KG: I use the word “pentagram” because I find it interesting that in both politics or in, let’s say, something like alchemy, it has a set meaning— you draw a pentagram for protection. In this work, it’s a symbol of man— the two legs, the two arms, and the head. And that’s the way you would see them on all the flags, whether it’s the United States flag, the Chinese flag, the flag of the European Union. When you invert it, so that the pentagram faces down, that’s a symbol of the devil. It’s a symbol of chaos. What fascinates me is that these symbols work even on an unconscious level. And with the inverted pentagram, you open yourself up to invasion by evil forces… dark forces.

LEAP: But isn’t that response to the pentagram, as you’re defining it, specific to Western culture? Will the pentagram function differently in a non-Western context?
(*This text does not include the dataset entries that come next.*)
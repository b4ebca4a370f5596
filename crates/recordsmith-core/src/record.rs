use chrono::{DateTime, NaiveDate, NaiveTime, SecondsFormat, Utc};
use serde::ser::SerializeStruct;
use serde::{Serialize, Serializer};

/// Value assigned to a field of a generated record.
#[derive(Debug, Clone, PartialEq)]
pub enum FieldValue {
    /// No value; the field is present but left blank.
    Null,
    Bool(bool),
    Int(i64),
    Decimal(f64),
    Text(String),
    Date(NaiveDate),
    DateTime(DateTime<Utc>),
    Time(NaiveTime),
    /// Identifier of another record.
    Id(String),
}

impl FieldValue {
    pub fn is_null(&self) -> bool {
        matches!(self, FieldValue::Null)
    }

    pub fn as_str(&self) -> Option<&str> {
        match self {
            FieldValue::Text(value) | FieldValue::Id(value) => Some(value.as_str()),
            _ => None,
        }
    }

    pub fn as_i64(&self) -> Option<i64> {
        match self {
            FieldValue::Int(value) => Some(*value),
            _ => None,
        }
    }

    pub fn as_f64(&self) -> Option<f64> {
        match self {
            FieldValue::Int(value) => Some(*value as f64),
            FieldValue::Decimal(value) => Some(*value),
            _ => None,
        }
    }

    pub fn as_bool(&self) -> Option<bool> {
        match self {
            FieldValue::Bool(value) => Some(*value),
            _ => None,
        }
    }
}

impl Serialize for FieldValue {
    fn serialize<S: Serializer>(&self, serializer: S) -> Result<S::Ok, S::Error> {
        match self {
            FieldValue::Null => serializer.serialize_none(),
            FieldValue::Bool(value) => serializer.serialize_bool(*value),
            FieldValue::Int(value) => serializer.serialize_i64(*value),
            FieldValue::Decimal(value) => serializer.serialize_f64(*value),
            FieldValue::Text(value) | FieldValue::Id(value) => serializer.serialize_str(value),
            FieldValue::Date(value) => {
                serializer.serialize_str(&value.format("%Y-%m-%d").to_string())
            }
            FieldValue::DateTime(value) => {
                serializer.serialize_str(&value.to_rfc3339_opts(SecondsFormat::AutoSi, true))
            }
            FieldValue::Time(value) => {
                serializer.serialize_str(&value.format("%H:%M:%S").to_string())
            }
        }
    }
}

/// A record instance assembled field by field.
///
/// Fields keep insertion order, which is the descriptor's field order.
#[derive(Debug, Clone, PartialEq)]
pub struct GeneratedRecord {
    type_name: String,
    fields: Vec<(String, FieldValue)>,
}

impl GeneratedRecord {
    pub fn new(type_name: impl Into<String>) -> Self {
        Self {
            type_name: type_name.into(),
            fields: Vec::new(),
        }
    }

    pub fn type_name(&self) -> &str {
        &self.type_name
    }

    /// Assign a field, replacing any earlier value for the same name.
    pub fn set(&mut self, name: impl Into<String>, value: FieldValue) {
        let name = name.into();
        match self
            .fields
            .iter_mut()
            .find(|(existing, _)| existing.eq_ignore_ascii_case(&name))
        {
            Some((_, slot)) => *slot = value,
            None => self.fields.push((name, value)),
        }
    }

    pub fn get(&self, name: &str) -> Option<&FieldValue> {
        self.fields
            .iter()
            .find(|(existing, _)| existing.eq_ignore_ascii_case(name))
            .map(|(_, value)| value)
    }

    pub fn contains(&self, name: &str) -> bool {
        self.get(name).is_some()
    }

    pub fn field_names(&self) -> impl Iterator<Item = &str> {
        self.fields.iter().map(|(name, _)| name.as_str())
    }

    pub fn iter(&self) -> impl Iterator<Item = (&str, &FieldValue)> {
        self.fields.iter().map(|(name, value)| (name.as_str(), value))
    }

    pub fn len(&self) -> usize {
        self.fields.len()
    }

    pub fn is_empty(&self) -> bool {
        self.fields.is_empty()
    }
}

impl Serialize for GeneratedRecord {
    fn serialize<S: Serializer>(&self, serializer: S) -> Result<S::Ok, S::Error> {
        let mut state = serializer.serialize_struct("GeneratedRecord", 2)?;
        state.serialize_field("type", &self.type_name)?;
        state.serialize_field("fields", &FieldMap(&self.fields))?;
        state.end()
    }
}

struct FieldMap<'a>(&'a [(String, FieldValue)]);

impl Serialize for FieldMap<'_> {
    fn serialize<S: Serializer>(&self, serializer: S) -> Result<S::Ok, S::Error> {
        serializer.collect_map(self.0.iter().map(|(name, value)| (name, value)))
    }
}

#[cfg(test)]
mod tests {
    use super::*;

    #[test]
    fn set_replaces_case_insensitively() {
        let mut record = GeneratedRecord::new("Account");
        record.set("Name", FieldValue::Text("first".to_string()));
        record.set("name", FieldValue::Text("second".to_string()));

        assert_eq!(record.len(), 1);
        assert_eq!(record.get("NAME").and_then(FieldValue::as_str), Some("second"));
    }

    #[test]
    fn serializes_fields_as_object_in_order() {
        let mut record = GeneratedRecord::new("Account");
        record.set("Name", FieldValue::Text("acme".to_string()));
        record.set("Employees", FieldValue::Int(12));
        record.set("Website", FieldValue::Null);

        let json = serde_json::to_string(&record).expect("serialize record");
        assert_eq!(
            json,
            r#"{"type":"Account","fields":{"Name":"acme","Employees":12,"Website":null}}"#
        );
    }

    #[test]
    fn datetime_keeps_sub_second_precision() {
        let instant = DateTime::parse_from_rfc3339("2024-05-01T00:00:00.123Z")
            .expect("valid datetime")
            .with_timezone(&Utc);
        let whole = DateTime::parse_from_rfc3339("2024-05-01T08:30:00Z")
            .expect("valid datetime")
            .with_timezone(&Utc);

        assert_eq!(
            serde_json::to_string(&FieldValue::DateTime(instant)).expect("serialize"),
            r#""2024-05-01T00:00:00.123Z""#
        );
        assert_eq!(
            serde_json::to_string(&FieldValue::DateTime(whole)).expect("serialize"),
            r#""2024-05-01T08:30:00Z""#
        );
    }
}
KG: The ancient Egyptians, who were certainly neither European nor Western, were using this symbol in the same ways, depending on which way it was pointing. And in the world of spirits and in the world of reading things, it doesn’t matter what culture or language or age we’re coming from, we’re still trying to deal with the same things as Newton and even Plato. We may have evolved as a culture, but I don’t think we’ve evolved as a species. We like to think of ourselves as more intelligent, but we just have access to more information. The thing is, as a visual artist— as an artist— I can speak to your rational brain. I can speak to you with work that you understand. But at the same time, your animal brain will also be reading the same thing. At the back of your head, you understand with your unconscious, with your instinct. And you’ll be arriving at irrational conclusions that you can’t explain because it’s a different language, it’s a different part of the brain from the rational part.

LEAP: Right, and your irrational conclusions or responses are obviously very different from your rational ones.

KG: It’s the same in any great work of art— whether it’s the Mona Lisa or whatever— you can’t explain it.